**Exercise brief**
Without changing a single character, write out every record below.

:: Entries shown

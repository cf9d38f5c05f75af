//! Variable storage and scope resolution.
//!
//! A name's first character picks its table ([`ScopeKind::of`]):
//! `_name` lives in the current frame's locals, `lowercase` in the fields of
//! the current frame's instance, anything else in the global table.
//!
//! The frame stack doubles as the collector's view of pending calls: every
//! frame's locals and instance are roots.

use glass_ir::{Name, ScopeKind};
use rustc_hash::FxHashMap;

use crate::heap::{Handle, Heap, Trace, Tracer};
use crate::{recursion_limit_exceeded, undefined_name, EvalResult, Value};

/// One active method call.
#[derive(Debug)]
pub struct Frame {
    locals: FxHashMap<Name, Value>,
    this: Handle,
    class: Name,
    method: Name,
}

impl Frame {
    pub fn new(this: Handle, class: Name, method: Name) -> Self {
        Frame {
            locals: FxHashMap::default(),
            this,
            class,
            method,
        }
    }

    /// The instance the method runs on.
    pub fn this(&self) -> Handle {
        self.this
    }

    pub fn class(&self) -> &Name {
        &self.class
    }

    pub fn method(&self) -> &Name {
        &self.method
    }
}

/// Globals plus the stack of active frames.
#[derive(Debug, Default)]
pub struct Environment {
    globals: FxHashMap<Name, Value>,
    frames: Vec<Frame>,
    max_depth: Option<usize>,
}

impl Environment {
    pub fn new(max_depth: Option<usize>) -> Self {
        Environment {
            globals: FxHashMap::default(),
            frames: Vec::new(),
            max_depth,
        }
    }

    /// Enter a call, checking the depth limit. The frame is not pushed on
    /// overflow.
    pub fn push_frame(&mut self, frame: Frame) -> EvalResult {
        if let Some(max) = self.max_depth {
            if self.frames.len() >= max {
                return Err(recursion_limit_exceeded(max));
            }
        }
        self.frames.push(frame);
        Ok(())
    }

    pub fn pop_frame(&mut self) {
        debug_assert!(!self.frames.is_empty(), "pop_frame on empty frame stack");
        self.frames.pop();
    }

    #[inline]
    pub fn current(&self) -> Option<&Frame> {
        self.frames.last()
    }

    #[inline]
    pub fn depth(&self) -> usize {
        self.frames.len()
    }

    pub fn global(&self, name: &str) -> Option<&Value> {
        self.globals.get(name)
    }

    /// Read a variable. Undefined names are an error.
    pub fn lookup(&self, name: &Name, heap: &Heap<'_>) -> EvalResult<Value> {
        let found = match name.scope() {
            ScopeKind::Local => self.frames.last().and_then(|f| f.locals.get(name)),
            ScopeKind::Classwide => self
                .frames
                .last()
                .and_then(|f| heap.get(f.this))
                .and_then(|inst| inst.field(name.as_str())),
            ScopeKind::Global => self.globals.get(name),
        };
        found.cloned().ok_or_else(|| undefined_name(name.as_str()))
    }

    /// Bind a variable, creating or replacing it.
    pub fn bind(&mut self, name: Name, value: Value, heap: &mut Heap<'_>) -> EvalResult {
        match name.scope() {
            ScopeKind::Local => {
                let frame = self
                    .frames
                    .last_mut()
                    .ok_or_else(|| undefined_name(name.as_str()))?;
                frame.locals.insert(name, value);
            }
            ScopeKind::Classwide => {
                let instance = self
                    .frames
                    .last()
                    .and_then(|f| heap.get_mut(f.this))
                    .ok_or_else(|| undefined_name(name.as_str()))?;
                instance.set_field(name, value);
            }
            ScopeKind::Global => {
                self.globals.insert(name, value);
            }
        }
        Ok(())
    }

    /// Remove a binding if present.
    pub fn unbind(&mut self, name: &Name, heap: &mut Heap<'_>) {
        match name.scope() {
            ScopeKind::Local => {
                if let Some(frame) = self.frames.last_mut() {
                    frame.locals.remove(name);
                }
            }
            ScopeKind::Classwide => {
                if let Some(instance) = self.frames.last().and_then(|f| heap.get_mut(f.this)) {
                    instance.remove_field(name.as_str());
                }
            }
            ScopeKind::Global => {
                self.globals.remove(name);
            }
        }
    }
}

impl Trace for Frame {
    fn trace(&self, tracer: &mut dyn Tracer) {
        tracer.mark(self.this);
        self.locals.trace(tracer);
    }
}

impl Trace for Environment {
    fn trace(&self, tracer: &mut dyn Tracer) {
        self.globals.trace(tracer);
        self.frames.trace(tracer);
    }
}

#[cfg(test)]
mod tests;
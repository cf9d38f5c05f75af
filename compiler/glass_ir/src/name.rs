//! Identifiers and the scope they resolve to.
//!
//! Glass names are atoms: one letter (`a`, `M`) or a parenthesized identifier
//! (`(_tmp)`, `(Counter)`). The first character alone decides where a name
//! lives at runtime, see [`ScopeKind::of`].

use std::borrow::Borrow;
use std::fmt;
use std::rc::Rc;

/// An identifier used for variables, methods and classes.
///
/// Cloning is a reference-count bump; equality and hashing are by content.
#[derive(Clone, PartialEq, Eq, Hash, PartialOrd, Ord)]
pub struct Name(Rc<str>);

impl Name {
    /// Create a name from its text.
    pub fn new(text: &str) -> Self {
        Name(Rc::from(text))
    }

    /// The name's text.
    #[inline]
    pub fn as_str(&self) -> &str {
        &self.0
    }

    /// First character, if any.
    #[inline]
    pub fn first_char(&self) -> Option<char> {
        self.0.chars().next()
    }

    /// Scope this name resolves to.
    #[inline]
    pub fn scope(&self) -> ScopeKind {
        ScopeKind::of(self.as_str())
    }
}

impl From<&str> for Name {
    fn from(text: &str) -> Self {
        Name::new(text)
    }
}

impl From<String> for Name {
    fn from(text: String) -> Self {
        Name(Rc::from(text))
    }
}

impl Borrow<str> for Name {
    fn borrow(&self) -> &str {
        &self.0
    }
}

impl AsRef<str> for Name {
    fn as_ref(&self) -> &str {
        &self.0
    }
}

impl fmt::Debug for Name {
    fn fmt(&self, f: &mut fmt::Formatter<'_>) -> fmt::Result {
        write!(f, "Name({:?})", &*self.0)
    }
}

impl fmt::Display for Name {
    fn fmt(&self, f: &mut fmt::Formatter<'_>) -> fmt::Result {
        f.write_str(&self.0)
    }
}

/// Where a variable name is bound.
#[derive(Clone, Copy, Debug, PartialEq, Eq, Hash)]
pub enum ScopeKind {
    /// `_`-prefixed: private to one call of a method.
    Local,
    /// Lowercase: a field of the instance the method runs on.
    Classwide,
    /// Anything else: one process-wide table.
    Global,
}

impl ScopeKind {
    /// Resolve a name's scope from its first character.
    ///
    /// Only the first character is inspected, so every name sharing it lands
    /// in the same scope regardless of where it is used. The empty name is
    /// global.
    pub fn of(name: &str) -> ScopeKind {
        match name.chars().next() {
            Some('_') => ScopeKind::Local,
            Some(c) if c.is_ascii_lowercase() => ScopeKind::Classwide,
            _ => ScopeKind::Global,
        }
    }
}
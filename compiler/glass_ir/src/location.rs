//! Source locations for diagnostics.

use std::fmt;

use crate::Name;

/// Where a command, method or class was written.
///
/// Lines and columns are 1-based; builtin definitions use line 0.
#[derive(Clone, Debug, PartialEq, Eq, Hash)]
pub struct SourceLoc {
    pub file: Name,
    pub line: u32,
    pub col: u32,
}

impl SourceLoc {
    pub fn new(file: Name, line: u32, col: u32) -> Self {
        SourceLoc { file, line, col }
    }
}

impl fmt::Display for SourceLoc {
    fn fmt(&self, f: &mut fmt::Formatter<'_>) -> fmt::Result {
        write!(f, "{}:{}:{}", self.file, self.line, self.col)
    }
}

::::

**Output of the task**
repository cf9d38f5c05f75af
//! Variable storage and scope resolution.
//!
//! A name's first character picks its table ([`ScopeKind::of`]):
//! `_name` lives in the current frame's locals, `lowercase` in the fields of
//! the current frame's instance, anything else in the global table.
//!
//! The frame stack doubles as the collector's view of pending calls: every
//! frame's locals and instance are roots.

use glass_ir::{Name, ScopeKind};
use rustc_hash::FxHashMap;

use crate::heap::{Handle, Heap, Trace, Tracer};
use crate::{recursion_limit_exceeded, undefined_name, EvalResult, Value};

/// One active method call.
#[derive(Debug)]
pub struct Frame {
    locals: FxHashMap<Name, Value>,
    this: Handle,
    class: Name,
    method: Name,
}

impl Frame {
    pub fn new(this: Handle, class: Name, method: Name) -> Self {
        Frame {
            locals: FxHashMap::default(),
            this,
            class,
            method,
        }
    }

    /// The instance the method runs on.
    pub fn this(&self) -> Handle {
        self.this
    }

    pub fn class(&self) -> &Name {
        &self.class
    }

    pub fn method(&self) -> &Name {
        &self.method
    }
}

/// Globals plus the stack of active frames.
#[derive(Debug, Default)]
pub struct Environment {
    globals: FxHashMap<Name, Value>,
    frames: Vec<Frame>,
    max_depth: Option<usize>,
}

impl Environment {
    pub fn new(max_depth: Option<usize>) -> Self {
        Environment {
            globals: FxHashMap::default(),
            frames: Vec::new(),
            max_depth,
        }
    }

    /// Enter a call, checking the depth limit. The frame is not pushed on
    /// overflow.
    pub fn push_frame(&mut self, frame: Frame) -> EvalResult {
        if let Some(max) = self.max_depth {
            if self.frames.len() >= max {
                return Err(recursion_limit_exceeded(max));
            }
        }
        self.frames.push(frame);
        Ok(())
    }

    pub fn pop_frame(&mut self) {
        debug_assert!(!self.frames.is_empty(), "pop_frame on empty frame stack");
        self.frames.pop();
    }

    #[inline]
    pub fn current(&self) -> Option<&Frame> {
        self.frames.last()
    }

    #[inline]
    pub fn depth(&self) -> usize {
        self.frames.len()
    }

    pub fn global(&self, name: &str) -> Option<&Value> {
        self.globals.get(name)
    }

    /// Read a variable. Undefined names are an error.
    pub fn lookup(&self, name: &Name, heap: &Heap<'_>) -> EvalResult<Value> {
        let found = match name.scope() {
            ScopeKind::Local => self.frames.last().and_then(|f| f.locals.get(name)),
            ScopeKind::Classwide => self
                .frames
                .last()
                .and_then(|f| heap.get(f.this))
                .and_then(|inst| inst.field(name.as_str())),
            ScopeKind::Global => self.globals.get(name),
        };
        found.cloned().ok_or_else(|| undefined_name(name.as_str()))
    }

    /// Bind a variable, creating or replacing it.
    pub fn bind(&mut self, name: Name, value: Value, heap: &mut Heap<'_>) -> EvalResult {
        match name.scope() {
            ScopeKind::Local => {
                let frame = self
                    .frames
                    .last_mut()
                    .ok_or_else(|| undefined_name(name.as_str()))?;
                frame.locals.insert(name, value);
            }
            ScopeKind::Classwide => {
                let instance = self
                    .frames
                    .last()
                    .and_then(|f| heap.get_mut(f.this))
                    .ok_or_else(|| undefined_name(name.as_str()))?;
                instance.set_field(name, value);
            }
            ScopeKind::Global => {
                self.globals.insert(name, value);
            }
        }
        Ok(())
    }

    /// Remove a binding if present.
    pub fn unbind(&mut self, name: &Name, heap: &mut Heap<'_>) {
        match name.scope() {
            ScopeKind::Local => {
                if let Some(frame) = self.frames.last_mut() {
                    frame.locals.remove(name);
                }
            }
            ScopeKind::Classwide => {
                if let Some(instance) = self.frames.last().and_then(|f| heap.get_mut(f.this)) {
                    instance.remove_field(name.as_str());
                }
            }
            ScopeKind::Global => {
                self.globals.remove(name);
            }
        }
    }
}

impl Trace for Frame {
    fn trace(&self, tracer: &mut dyn Tracer) {
        tracer.mark(self.this);
        self.locals.trace(tracer);
    }
}

impl Trace for Environment {
    fn trace(&self, tracer: &mut dyn Tracer) {
        self.globals.trace(tracer);
        self.frames.trace(tracer);
    }
}

#[cfg(test)]
mod tests;
repository cf9d38f5c05f75af
filename compiler/glass_ir/src/name.rs
//! Identifiers and the scope they resolve to.
//!
//! Glass names are atoms: one letter (`a`, `M`) or a parenthesized identifier
//! (`(_tmp)`, `(Counter)`). The first character alone decides where a name
//! lives at runtime, see [`ScopeKind::of`].

use std::borrow::Borrow;
use std::fmt;
use std::rc::Rc;

/// An identifier used for variables, methods and classes.
///
/// Cloning is a reference-count bump; equality and hashing are by content.
#[derive(Clone, PartialEq, Eq, Hash, PartialOrd, Ord)]
pub struct Name(Rc<str>);

impl Name {
    /// Create a name from its text.
    pub fn new(text: &str) -> Self {
        Name(Rc::from(text))
    }

    /// The name's text.
    #[inline]
    pub fn as_str(&self) -> &str {
        &self.0
    }

    /// First character, if any.
    #[inline]
    pub fn first_char(&self) -> Option<char> {
        self.0.chars().next()
    }

    /// Scope this name resolves to.
    #[inline]
    pub fn scope(&self) -> ScopeKind {
        ScopeKind::of(self.as_str())
    }
}

impl From<&str> for Name {
    fn from(text: &str) -> Self {
        Name::new(text)
    }
}

impl From<String> for Name {
    fn from(text: String) -> Self {
        Name(Rc::from(text))
    }
}

impl Borrow<str> for Name {
    fn borrow(&self) -> &str {
        &self.0
    }
}

impl AsRef<str> for Name {
    fn as_ref(&self) -> &str {
        &self.0
    }
}

impl fmt::Debug for Name {
    fn fmt(&self, f: &mut fmt::Formatter<'_>) -> fmt::Result {
        write!(f, "Name({:?})", &*self.0)
    }
}

impl fmt::Display for Name {
    fn fmt(&self, f: &mut fmt::Formatter<'_>) -> fmt::Result {
        f.write_str(&self.0)
    }
}

/// Where a variable name is bound.
#[derive(Clone, Copy, Debug, PartialEq, Eq, Hash)]
pub enum ScopeKind {
    /// `_`-prefixed: private to one call of a method.
    Local,
    /// Lowercase: a field of the instance the method runs on.
    Classwide,
    /// Anything else: one process-wide table.
    Global,
}

impl ScopeKind {
    /// Resolve a name's scope from its first character.
    ///
    /// Only the first character is inspected, so every name sharing it lands
    /// in the same scope regardless of where it is used. The empty name is
    /// global.
    pub fn of(name: &str) -> ScopeKind {
        match name.chars().next() {
            Some('_') => ScopeKind::Local,
            Some(c) if c.is_ascii_lowercase() => ScopeKind::Classwide,
            _ => ScopeKind::Global,
        }
    }
}
filename compiler/glass_ir/src/location.rs
//! Source locations for diagnostics.

use std::fmt;

use crate::Name;

/// Where a command, method or class was written.
///
/// Lines and columns are 1-based; builtin definitions use line 0.
#[derive(Clone, Debug, PartialEq, Eq, Hash)]
pub struct SourceLoc {
    pub file: Name,
    pub line: u32,
    pub col: u32,
}

impl SourceLoc {
    pub fn new(file: Name, line: u32, col: u32) -> Self {
        SourceLoc { file, line, col }
    }
}

impl fmt::Display for SourceLoc {
    fn fmt(&self, f: &mut fmt::Formatter<'_>) -> fmt::Result {
        write!(f, "{}:{}:{}", self.file, self.line, self.col)
    }
}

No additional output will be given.